Editorial
date: 19/05/2022
Dear colleagues,
I’m happy to announce that the platform of the New European Bauhaus Festival becomes available today. The Festival takes place from 9 to 12 June 2022 as a hybrid event and will bring together participants representing fields from science to art, from design to politics, and from architecture to technology. They will discuss and shape a sustainable, inclusive and beautiful future. The Festival will be built on three pillars: Forum, Fair and Fest. The first will feature several conference formats from round tables to TEDx style talks and include the NEB Awards ceremony where we will hand out prizes to winning NEB projects in four different categories. The Fair will showcase some of the activities performed in the New European Bauhaus framework, from local citizen labs to pioneer research. The Fest will populate Brussels’s Mont des Arts with dance, installations, theatre, music performances, scientific experiments, upcycling workshops, and more. I am really looking forward to this exciting event!

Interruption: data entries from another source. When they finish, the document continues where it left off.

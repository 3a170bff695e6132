//! Batch processing command for many documents.

use std::fs;
use std::path::{Path, PathBuf};
use std::sync::Arc;
use std::time::Instant;

use clap::Args;
use console::style;
use glob::glob;
use indicatif::{ProgressBar, ProgressStyle};
use tokio::sync::Semaphore;
use tokio::task::JoinSet;
use tracing::{debug, error, warn};

use poline_core::{Document, DocumentProcessor, ProcessingOutcome, SheetHeader};

use super::process::{format_outcome, OutputFormat};
use super::{is_supported_input, load_config};

/// Arguments for the batch command.
#[derive(Args)]
pub struct BatchArgs {
    /// Glob pattern for input documents
    #[arg(required = true)]
    input: String,

    /// Output directory
    #[arg(short, long)]
    output_dir: Option<PathBuf>,

    /// Output format for each file
    #[arg(short, long, value_enum, default_value = "json")]
    format: OutputFormat,

    /// Vendor name written to every row
    #[arg(long, default_value = "")]
    vendor: String,

    /// Also generate a summary CSV
    #[arg(long)]
    summary: bool,

    /// Number of documents processed at once
    #[arg(short = 'j', long, default_value = "4")]
    jobs: usize,

    /// Continue on error
    #[arg(long)]
    continue_on_error: bool,
}

/// Result of processing a single file.
struct ProcessResult {
    path: PathBuf,
    header: SheetHeader,
    outcome: Option<ProcessingOutcome>,
    error: Option<String>,
    processing_time_ms: u64,
}

pub async fn run(args: BatchArgs, config_path: Option<&str>) -> anyhow::Result<()> {
    let start = Instant::now();
    let config = load_config(config_path)?;

    let mut files: Vec<PathBuf> = glob(&args.input)?
        .filter_map(|r| r.ok())
        .filter(|p| is_supported_input(p))
        .collect();
    files.sort();

    if files.is_empty() {
        anyhow::bail!("No matching files found for pattern: {}", args.input);
    }

    eprintln!("{} Found {} files to process", style("ℹ").blue(), files.len());

    if let Some(ref output_dir) = args.output_dir {
        fs::create_dir_all(output_dir)?;
    }

    let overall_pb = ProgressBar::new(files.len() as u64);
    overall_pb.set_style(
        ProgressStyle::default_bar()
            .template("{spinner:.green} [{elapsed_precise}] [{bar:40.cyan/blue}] {pos}/{len} files")?
            .progress_chars("=>-"),
    );

    let processor = Arc::new(DocumentProcessor::new(config)?);
    let permits = Arc::new(Semaphore::new(args.jobs.max(1)));
    let mut tasks = JoinSet::new();

    for (index, path) in files.into_iter().enumerate() {
        let processor = processor.clone();
        let permits = permits.clone();
        let vendor = args.vendor.clone();

        tasks.spawn(async move {
            let _permit = permits.acquire_owned().await?;
            let result = tokio::task::spawn_blocking(move || process_single_file(path, &processor, &vendor)).await?;
            anyhow::Ok((index, result))
        });
    }

    let mut results = Vec::new();
    while let Some(joined) = tasks.join_next().await {
        let (index, result) = joined??;
        overall_pb.inc(1);

        if let Some(message) = &result.error {
            if args.continue_on_error {
                warn!("Failed to process {}: {}", result.path.display(), message);
            } else {
                error!("Failed to process {}: {}", result.path.display(), message);
                tasks.abort_all();
                anyhow::bail!("Processing failed: {}", message);
            }
        }
        results.push((index, result));
    }

    overall_pb.finish_with_message("Complete");
    results.sort_by_key(|(index, _)| *index);
    let results: Vec<ProcessResult> = results.into_iter().map(|(_, result)| result).collect();

    if let Some(output_dir) = &args.output_dir {
        for result in &results {
            if let Some(outcome) = &result.outcome {
                let output_name = result.path.file_stem().and_then(|s| s.to_str()).unwrap_or("invoice");
                let output_path = output_dir.join(format!("{}.{}", output_name, args.format.extension()));

                fs::write(&output_path, format_outcome(outcome, &result.header, args.format)?)?;
                debug!("Wrote output to {}", output_path.display());
            }
        }
    }

    if args.summary {
        let summary_path = args
            .output_dir
            .as_ref()
            .map(|d| d.join("summary.csv"))
            .unwrap_or_else(|| PathBuf::from("summary.csv"));

        write_summary(&summary_path, &results)?;
        eprintln!("{} Summary written to {}", style("✓").green(), summary_path.display());
    }

    let failed: Vec<_> = results.iter().filter(|r| r.error.is_some()).collect();
    let items: usize = results.iter().filter_map(|r| r.outcome.as_ref()).map(|o| o.items.len()).sum();

    eprintln!();
    eprintln!(
        "{} Processed {} files in {:?}",
        style("✓").green(),
        results.len(),
        start.elapsed()
    );
    eprintln!(
        "   {} successful, {} failed, {} line items",
        style(results.len() - failed.len()).green(),
        style(failed.len()).red(),
        items
    );

    if !failed.is_empty() {
        eprintln!();
        eprintln!("{}", style("Failed files:").red());
        for result in &failed {
            eprintln!(
                "  - {}: {}",
                result.path.display(),
                result.error.as_deref().unwrap_or("unknown error")
            );
        }
    }

    Ok(())
}

fn process_single_file(path: PathBuf, processor: &DocumentProcessor, vendor: &str) -> ProcessResult {
    let file_start = Instant::now();

    let loaded = Document::from_file(&path);
    let (header, outcome, error) = match loaded {
        Ok(document) => {
            let header = SheetHeader::from_text(document.text(), vendor);
            let outcome = processor.process(&document);
            (header, Some(outcome), None)
        }
        Err(e) => (SheetHeader::default(), None, Some(e.to_string())),
    };

    ProcessResult {
        path,
        header,
        outcome,
        error,
        processing_time_ms: file_start.elapsed().as_millis() as u64,
    }
}

fn write_summary(path: &Path, results: &[ProcessResult]) -> anyhow::Result<()> {
    let mut wtr = csv::Writer::from_path(path)?;

    wtr.write_record([
        "filename",
        "status",
        "invoice_number",
        "order_date",
        "line_items",
        "rejected",
        "placeholder_patterns",
        "partial",
        "processing_time_ms",
        "error",
    ])?;

    for result in results {
        let filename = result.path.file_name().and_then(|s| s.to_str()).unwrap_or("");

        if let Some(outcome) = &result.outcome {
            let report = &outcome.report;
            wtr.write_record([
                filename,
                "success",
                &result.header.invoice_number,
                &result
                    .header
                    .order_date
                    .map(|d| d.format("%m/%d/%Y").to_string())
                    .unwrap_or_default(),
                &outcome.items.len().to_string(),
                &report.rejected.to_string(),
                &report.placeholder_patterns.len().to_string(),
                &(report.timed_out || report.cancelled).to_string(),
                &result.processing_time_ms.to_string(),
                "",
            ])?;
        } else {
            wtr.write_record([
                filename,
                "error",
                "",
                "",
                "",
                "",
                "",
                "",
                &result.processing_time_ms.to_string(),
                result.error.as_deref().unwrap_or(""),
            ])?;
        }
    }

    wtr.flush()?;
    Ok(())
}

In May, we also celebrated 30 years of nuclear forensics at the JRC. Since the early 90s, the JRC has been playing a pioneering role in this field and helped minimise risk from the illicit trafficking of nuclear materials. The first sample of seized nuclear material reached our Karlsruhe laboratories in 1992. Since then, we helped EU Member States successfully investigate more than 60 incidents involving nuclear or other radioactive material.
The Commission also announced the 63 regions, seven cities and four Member States selected in the pilot project for Partnerships for Regional Innovation, co-developed with the Committee of the Regions. Participants will exchange good practices and develop tools to mobilise sources of funding and policies, connecting regional and national programmes to EU initiatives for the twin green & digital transition. For this, they can use the Partnerships for Regional Innovation Playbook written by the JRC. The guidance document proposes a wide range of tools and governance mechanisms for better coordination of regional, national and EU innovation policies. A core proposal is to set up local missions to coordinate actions. The Commissioner for Innovation, Research, Culture, Education and Youth, Mariya Gabriel welcomed the initiative, emphasising the potential of the partnerships “to facilitate synergies of investment and innovative solutions”. Commissioner Elisa Ferreira, responsible for Cohesion and Reforms, expressed hope that the pilot would help reduce the innovation divide within the EU regions.